■ What is required ■
Each line below that carries the string "future" must appear in the answer.

■ Data records ■
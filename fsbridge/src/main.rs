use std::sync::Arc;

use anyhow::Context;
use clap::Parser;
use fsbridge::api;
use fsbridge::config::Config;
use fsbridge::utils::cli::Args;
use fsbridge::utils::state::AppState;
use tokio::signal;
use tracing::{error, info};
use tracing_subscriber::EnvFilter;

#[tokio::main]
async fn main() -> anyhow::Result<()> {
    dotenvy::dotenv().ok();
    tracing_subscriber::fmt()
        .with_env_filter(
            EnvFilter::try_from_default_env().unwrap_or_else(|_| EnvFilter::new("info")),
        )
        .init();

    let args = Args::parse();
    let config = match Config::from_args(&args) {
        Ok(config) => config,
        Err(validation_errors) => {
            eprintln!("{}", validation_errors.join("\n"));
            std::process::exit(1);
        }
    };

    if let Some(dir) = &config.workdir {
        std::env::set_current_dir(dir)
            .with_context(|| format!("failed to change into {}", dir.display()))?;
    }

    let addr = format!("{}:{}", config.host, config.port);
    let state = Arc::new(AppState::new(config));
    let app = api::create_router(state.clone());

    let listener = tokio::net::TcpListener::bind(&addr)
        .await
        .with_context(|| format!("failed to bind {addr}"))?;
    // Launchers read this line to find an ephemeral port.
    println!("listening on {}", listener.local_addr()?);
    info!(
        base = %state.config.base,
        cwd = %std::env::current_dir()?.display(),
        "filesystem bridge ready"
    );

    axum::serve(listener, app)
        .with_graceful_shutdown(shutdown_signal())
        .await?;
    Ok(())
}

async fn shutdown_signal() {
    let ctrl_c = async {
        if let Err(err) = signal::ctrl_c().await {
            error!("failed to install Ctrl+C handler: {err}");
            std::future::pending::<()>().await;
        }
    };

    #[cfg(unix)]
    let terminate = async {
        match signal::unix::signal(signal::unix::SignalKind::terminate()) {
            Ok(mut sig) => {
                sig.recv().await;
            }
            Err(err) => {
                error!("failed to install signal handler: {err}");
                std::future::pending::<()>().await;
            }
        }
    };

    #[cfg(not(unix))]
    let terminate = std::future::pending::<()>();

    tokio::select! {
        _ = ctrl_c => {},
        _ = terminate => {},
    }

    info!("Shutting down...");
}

■ Written response ■
            std::future::pending::<()>().await;
                std::future::pending::<()>().await;
    let terminate = std::future::pending::<()>();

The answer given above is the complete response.